• [Assignment]
When you reach the line with "Period::FullTime) == full_time" in the data below, begin printing lines exactly, and stop once the line with "- Concurrent CRUD" has been printed.

Stored data entries
◇ ◇ ◇ ◇ ◇

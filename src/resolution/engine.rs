//! Bet resolution under partial match information.
//!
//! Scores only grow while a half is in play, and the phase flags only move
//! forward (apart from an explicit undo). Every rule below is written so that
//! a settled outcome stays settled as the match progresses:
//!
//! - results, double chance, handicap and parity wait for their period to end;
//! - "over" and "scores: yes" markets win the moment the event happens;
//! - "under" and "scores: no" markets lose the moment the event happens;
//! - half-time/full-time loses as soon as the half-time leg is known wrong.

use rust_decimal::Decimal;

use super::market::{Market, Parity, Pick};
use super::outcome::Outcome;
use crate::catalog::BetTag;
use crate::coupon::Bet;
use crate::fixture::{Match, Period};

/// Resolve a bet against the current state of its match.
///
/// Never fails: unknown tags and values the bet type does not accept resolve
/// as pending.
pub fn resolve(bet: &Bet, fixture: &Match) -> Outcome {
    resolve_selection(&bet.bet_type, &bet.bet_value, fixture)
}

/// Resolve a raw (tag, value) selection against a match.
pub fn resolve_selection(tag: &BetTag, value: &str, fixture: &Match) -> Outcome {
    let bet_type = match tag {
        BetTag::Known(bet_type) => *bet_type,
        // future catalog entries stay open until this build learns them
        BetTag::Unknown(_) => return Outcome::Pending,
    };

    match Market::parse(bet_type, value) {
        Some(market) => market.settle(fixture),
        None => Outcome::Pending,
    }
}

fn result_of(fixture: &Match, period: Period) -> Pick {
    let (home, away) = fixture.score(period);
    Pick::from_score(i128::from(home), i128::from(away))
}

impl Market {
    /// Outcome of this market for a match state.
    pub fn settle(&self, fixture: &Match) -> Outcome {
        match *self {
            Market::Result { period, pick } => {
                Outcome::at_period_end(fixture.is_concluded(period), || result_of(fixture, period) == pick)
            }

            Market::DoubleChance(selection) => Outcome::at_period_end(fixture.is_concluded(Period::FullTime), || {
                selection.covers(result_of(fixture, Period::FullTime))
            }),

            Market::Handicap { pick, adjustment } => {
                Outcome::at_period_end(fixture.is_concluded(Period::FullTime), || {
                    let (home, away) = fixture.score(Period::FullTime);
                    Pick::from_score(i128::from(home) + i128::from(adjustment), i128::from(away)) == pick
                })
            }

            Market::Over { scope, line } => {
                let goals = Decimal::from(fixture.goals(scope.period, scope.side));
                Outcome::on_event(goals > line, true, fixture.is_concluded(scope.period))
            }

            Market::Under { scope, line } => {
                let goals = Decimal::from(fixture.goals(scope.period, scope.side));
                Outcome::on_event(goals >= line, false, fixture.is_concluded(scope.period))
            }

            Market::Parity(parity) => Outcome::at_period_end(fixture.is_concluded(Period::FullTime), || {
                Parity::of(fixture.goals(Period::FullTime, None)) == parity
            }),

            Market::BothScore { period, backed } => {
                let (home, away) = fixture.score(period);
                Outcome::on_event(home > 0 && away > 0, backed, fixture.is_concluded(period))
            }

            Market::TeamScores { side, backed } => {
                let scored = fixture.goals(Period::FullTime, Some(side)) > 0;
                Outcome::on_event(scored, backed, fixture.is_concluded(Period::FullTime))
            }

            Market::HalfTimeFullTime { half_time, full_time } => {
                if fixture.is_concluded(Period::FirstHalf) && result_of(fixture, Period::FirstHalf) != half_time {
                    return Outcome::Lost;
                }
                Outcome::at_period_end(fixture.is_concluded(Period::FullTime), || {
                    result_of(fixture, Period::FirstHalf) == half_time
                        && result_of(fixture, Period::FullTime) == full_time
                })
            }
        }
    }
}
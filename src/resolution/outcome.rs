//! Three-valued bet outcome.

use serde::{Deserialize, Serialize};
use strum::{Display, EnumString};

/// Outcome of a bet or a coupon under the current match state.
#[derive(
    Debug, Clone, Copy, PartialEq, Eq, Hash, Serialize, Deserialize, Display, EnumString, Default,
)]
#[serde(rename_all = "lowercase")]
pub enum Outcome {
    /// Decided in the bettor's favour.
    #[strum(serialize = "won")]
    Won,
    /// Decided against the bettor.
    #[strum(serialize = "lost")]
    Lost,
    /// Not decided yet.
    #[default]
    #[strum(serialize = "pending")]
    Pending,
}

impl Outcome {
    /// Whether the outcome is final.
    pub fn is_settled(&self) -> bool {
        !matches!(self, Outcome::Pending)
    }

    /// Outcome of a condition that can only be judged once its period ends.
    pub(crate) fn at_period_end(concluded: bool, holds: impl FnOnce() -> bool) -> Self {
        if !concluded {
            Outcome::Pending
        } else if holds() {
            Outcome::Won
        } else {
            Outcome::Lost
        }
    }

    /// Outcome of a bet on whether an irreversible event happens within a
    /// period (a line is crossed, a team scores).
    ///
    /// Once the event has happened the bet is settled immediately; if it never
    /// happens the bet settles when the period ends.
    pub(crate) fn on_event(happened: bool, backed: bool, concluded: bool) -> Self {
        match (happened, backed) {
            (true, true) => Outcome::Won,
            (true, false) => Outcome::Lost,
            (false, _) if !concluded => Outcome::Pending,
            (false, true) => Outcome::Lost,
            (false, false) => Outcome::Won,
        }
    }
}
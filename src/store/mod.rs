//! In-memory persistence for matches, coupons and bets.
//!
//! This module handles:
//! - Concurrent CRUD over `DashMap` shards
//! - Referential checks, duplicate-leg detection and cascade deletes
//! - Point-in-time snapshots for the resolution core
//! - Preloading from a JSON seed file

pub mod memory;

pub use memory::{MatchRef, MemoryStore, NewBet};
//! Coupon engine entry point.

use std::path::PathBuf;
use std::sync::Arc;

use anyhow::Context;
use clap::{Parser, Subcommand};
use tokio::net::TcpListener;
use tracing::{info, warn};
use tracing_subscriber::{fmt, prelude::*, EnvFilter};

use coupon_engine::api::{create_router, AppState};
use coupon_engine::catalog::catalog;
use coupon_engine::config::Config;
use coupon_engine::error::AppError;
use coupon_engine::metrics;
use coupon_engine::store::MemoryStore;
use coupon_engine::utils::{read_snapshot, seed_store, shutdown_signal};

/// Sports coupon resolution engine.
#[derive(Parser, Debug)]
#[command(name = "coupon-engine")]
#[command(about = "Resolve football bets and coupons against live match state")]
#[command(version)]
struct Args {
    /// Enable verbose logging.
    #[arg(short, long, global = true)]
    verbose: bool,

    #[command(subcommand)]
    command: Option<Command>,
}

#[derive(Subcommand, Debug)]
enum Command {
    /// Run the HTTP API (default).
    Serve {
        /// HTTP server port (overrides PORT).
        #[arg(short, long)]
        port: Option<u16>,

        /// JSON snapshot to preload (overrides SEED_FILE).
        #[arg(long)]
        seed: Option<PathBuf>,
    },

    /// Check configuration validity.
    CheckConfig,

    /// Print bet types and their selectable values.
    Catalog,

    /// Evaluate the coupons in a JSON snapshot and print them ranked.
    Evaluate {
        /// Snapshot file with `matches` and `coupons`.
        snapshot: PathBuf,

        /// Print JSON instead of a table.
        #[arg(long)]
        json: bool,
    },
}

#[tokio::main]
async fn main() -> anyhow::Result<()> {
    // Parse CLI arguments
    let args = Args::parse();

    // Configuration drives logging; fall back to defaults so check-config can report errors
    let config = Config::load().map_err(AppError::from);
    let defaults = Config::default();
    let log_config = config.as_ref().unwrap_or(&defaults);

    // Initialize logging
    let filter = if args.verbose {
        EnvFilter::new("coupon_engine=debug,info")
    } else {
        EnvFilter::try_new(log_config.log_filter()).unwrap_or_else(|_| EnvFilter::new("info"))
    };

    let registry = tracing_subscriber::registry().with(filter);
    if log_config.log_json {
        registry.with(fmt::layer().json()).init();
    } else {
        registry.with(fmt::layer()).init();
    }

    // Handle subcommands
    match args.command {
        Some(Command::CheckConfig) => cmd_check_config(config),
        Some(Command::Catalog) => cmd_catalog(),
        Some(Command::Evaluate { snapshot, json }) => cmd_evaluate(snapshot, json),
        Some(Command::Serve { port, seed }) => cmd_serve(config?, port, seed).await,
        None => cmd_serve(config?, None, None).await,
    }
}

/// Check configuration validity.
fn cmd_check_config(config: Result<Config, AppError>) -> anyhow::Result<()> {
    println!("======================================================================");
    println!("COUPON ENGINE - CONFIGURATION CHECK");
    println!("======================================================================");

    print!("Loading configuration... ");
    let config = match config {
        Ok(c) => {
            println!("OK");
            c
        }
        Err(e) => {
            println!("FAILED");
            println!("  Error: {}", e);
            return Err(anyhow::anyhow!("Configuration load failed"));
        }
    };

    print!("Validating configuration... ");
    match config.validate() {
        Ok(()) => println!("OK"),
        Err(e) => {
            println!("FAILED");
            println!("  Error: {}", e);
            return Err(anyhow::anyhow!("Configuration validation failed"));
        }
    }

    println!("----------------------------------------------------------------------");
    println!("Configuration Summary:");
    println!("  Listen Address: {}", config.bind_addr());
    println!("  Log Filter: {}", config.log_filter());
    println!("  Log Format: {}", if config.log_json { "JSON" } else { "Text" });
    println!("  Metrics: {}", if config.metrics_enabled { "Enabled" } else { "Disabled" });
    match &config.seed_file {
        Some(path) => println!("  Seed File: {}", path.display()),
        None => println!("  Seed File: (none)"),
    }
    println!("======================================================================");
    println!("CONFIGURATION CHECK PASSED");
    println!("======================================================================");

    Ok(())
}

/// Print the bet-type catalog.
fn cmd_catalog() -> anyhow::Result<()> {
    for entry in catalog().entries() {
        println!("{:<16} {}", entry.bet_type.code(), entry.label);
        for option in entry.options {
            println!("    {:<8} {}", option.value, option.text);
        }
    }
    Ok(())
}

/// Evaluate a snapshot file and print coupons ranked with per-leg outcomes.
fn cmd_evaluate(path: PathBuf, json: bool) -> anyhow::Result<()> {
    let snapshot = read_snapshot(&path).with_context(|| format!("reading {}", path.display()))?;

    let details: Vec<_> = {
        let _timer = metrics::timer_evaluation();
        snapshot
            .ranked_coupons()
            .iter()
            .filter_map(|ranked| snapshot.detail(&ranked.coupon.id))
            .collect()
    };

    if json {
        println!("{}", serde_json::to_string_pretty(&details)?);
        return Ok(());
    }

    for detail in &details {
        println!(
            "{} [{}] {}/{}",
            detail.name,
            detail.tally.status.to_string().to_uppercase(),
            detail.tally.won_count,
            detail.tally.total_count
        );
        for leg in &detail.legs {
            let fixture = match &leg.fixture {
                Some(m) => format!("{} - {} {}", m.home_team, m.away_team, m.scoreline()),
                None => "(match deleted)".to_string(),
            };
            println!("    {:<8} {:<40} {}", leg.outcome.to_string(), leg.label, fixture);
        }
    }

    Ok(())
}

/// Run the HTTP API until a shutdown signal arrives.
async fn cmd_serve(mut config: Config, port: Option<u16>, seed: Option<PathBuf>) -> anyhow::Result<()> {
    if let Some(port) = port {
        config.port = port;
    }
    if seed.is_some() {
        config.seed_file = seed;
    }
    config.validate().map_err(AppError::InvalidConfig)?;

    let store = Arc::new(MemoryStore::new());
    let mut app_state = AppState::new(store.clone());

    if config.metrics_enabled {
        let handle = metrics::install_prometheus().context("installing Prometheus recorder")?;
        app_state = app_state.with_metrics(handle);
    } else {
        warn!("Metrics disabled");
    }

    // Start HTTP server
    let addr = config.bind_addr();
    let listener = TcpListener::bind(&addr).await?;
    info!("HTTP server listening on {}", addr);

    if let Some(path) = &config.seed_file {
        seed_store(&store, path)?;
    }
    app_state.set_ready(true);
    info!(matches = store.match_count(), coupons = store.coupon_count(), "Ready");

    axum::serve(listener, create_router(app_state))
        .with_graceful_shutdown(shutdown_signal())
        .await?;

    info!("Server stopped");
    Ok(())
}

◇ ◇ ◇ ◇ ◇

• [Task output]
                        && result_of(fixture, Period::FullTime) == full_time
                })
            }
        }
    }
}
filename src/resolution/outcome.rs
//! Three-valued bet outcome.

use serde::{Deserialize, Serialize};
use strum::{Display, EnumString};

/// Outcome of a bet or a coupon under the current match state.
#[derive(
    Debug, Clone, Copy, PartialEq, Eq, Hash, Serialize, Deserialize, Display, EnumString, Default,
)]
#[serde(rename_all = "lowercase")]
pub enum Outcome {
    /// Decided in the bettor's favour.
    #[strum(serialize = "won")]
    Won,
    /// Decided against the bettor.
    #[strum(serialize = "lost")]
    Lost,
    /// Not decided yet.
    #[default]
    #[strum(serialize = "pending")]
    Pending,
}

impl Outcome {
    /// Whether the outcome is final.
    pub fn is_settled(&self) -> bool {
        !matches!(self, Outcome::Pending)
    }

    /// Outcome of a condition that can only be judged once its period ends.
    pub(crate) fn at_period_end(concluded: bool, holds: impl FnOnce() -> bool) -> Self {
        if !concluded {
            Outcome::Pending
        } else if holds() {
            Outcome::Won
        } else {
            Outcome::Lost
        }
    }

    /// Outcome of a bet on whether an irreversible event happens within a
    /// period (a line is crossed, a team scores).
    ///
    /// Once the event has happened the bet is settled immediately; if it never
    /// happens the bet settles when the period ends.
    pub(crate) fn on_event(happened: bool, backed: bool, concluded: bool) -> Self {
        match (happened, backed) {
            (true, true) => Outcome::Won,
            (true, false) => Outcome::Lost,
            (false, _) if !concluded => Outcome::Pending,
            (false, true) => Outcome::Lost,
            (false, false) => Outcome::Won,
        }
    }
}
filename src/store/mod.rs
//! In-memory persistence for matches, coupons and bets.
//!
//! This module handles:
//! - Concurrent CRUD over `DashMap` shards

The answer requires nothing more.